Data provided:

// Copyright (C) 2026 Fred Clausen
// Use of this source code is governed by an MIT-style
// license that can be found in the LICENSE file or at
// https://opensource.org/licenses/MIT.

//! Password policy for user-account registration.

use thiserror::Error;

/// Violations of the account password policy.
#[derive(Debug, Error, PartialEq, Eq)]
pub enum PasswordPolicyError {
    /// Password and confirmation differ.
    #[error("Password and confirmation do not match")]
    ConfirmationMismatch,

    /// Password is shorter than the minimum length.
    #[error("Password must be at least {min_length} characters long")]
    TooShort { min_length: usize },

    /// Too few character classes are present.
    #[error(
        "Password needs {required} of 4 character classes \
         (uppercase, lowercase, digit, symbol); it has {found}"
    )]
    InsufficientComplexity { required: usize, found: usize },

    /// Password equals the login or display name.
    #[error("Password must not match {field}")]
    MatchesForbiddenField { field: String },
}

/// Account password requirements.
///
/// Defaults: at least 12 characters drawn from at least 3 of the 4
/// character classes.
pub struct PasswordPolicy {
    /// Minimum password length.
    pub min_length: usize,
    /// How many of the 4 character classes must appear.
    pub min_complexity: usize,
}

impl Default for PasswordPolicy {
    fn default() -> Self {
        Self {
            min_length: 12,
            min_complexity: 3,
        }
    }
}

/// Counts the character classes a password draws from: uppercase,
/// lowercase, digit, and anything else (symbol).
fn character_classes(password: &str) -> usize {
    let classes: [bool; 4] = [
        password.chars().any(|c| c.is_ascii_uppercase()),
        password.chars().any(|c| c.is_ascii_lowercase()),
        password.chars().any(|c| c.is_ascii_digit()),
        password.chars().any(|c| !c.is_ascii_alphanumeric()),
    ];
    classes.into_iter().filter(|present| *present).count()
}

impl PasswordPolicy {
    /// Checks a candidate password at registration time.
    ///
    /// The password must match its confirmation, meet the length and
    /// complexity floors, and must not equal the login or display name
    /// (compared case-insensitively).
    ///
    /// # Errors
    ///
    /// Returns the first [`PasswordPolicyError`] the candidate violates.
    pub fn validate(
        &self,
        password: &str,
        confirmation: &str,
        login_name: &str,
        display_name: &str,
    ) -> Result<(), PasswordPolicyError> {
        if password != confirmation {
            return Err(PasswordPolicyError::ConfirmationMismatch);
        }

        if password.len() < self.min_length {
            return Err(PasswordPolicyError::TooShort {
                min_length: self.min_length,
            });
        }

        let found: usize = character_classes(password);
        if found < self.min_complexity {
            return Err(PasswordPolicyError::InsufficientComplexity {
                required: self.min_complexity,
                found,
            });
        }

        let lowered: String = password.to_lowercase();
        for (field, forbidden) in [("login_name", login_name), ("display_name", display_name)] {
            if lowered == forbidden.to_lowercase() {
                return Err(PasswordPolicyError::MatchesForbiddenField {
                    field: field.to_string(),
                });
            }
        }

        Ok(())
    }
}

Try it: From the entries above, restate word for word the lines from the line containing "classes must appear." to the line containing "Counts the character", both ends included, and nothing more.

Output for this task:
    /// How many of the 4 character classes must appear.
    pub min_complexity: usize,
}

impl Default for PasswordPolicy {
    fn default() -> Self {
        Self {
            min_length: 12,
            min_complexity: 3,
        }
    }
}

/// Counts the character classes a password draws from: uppercase,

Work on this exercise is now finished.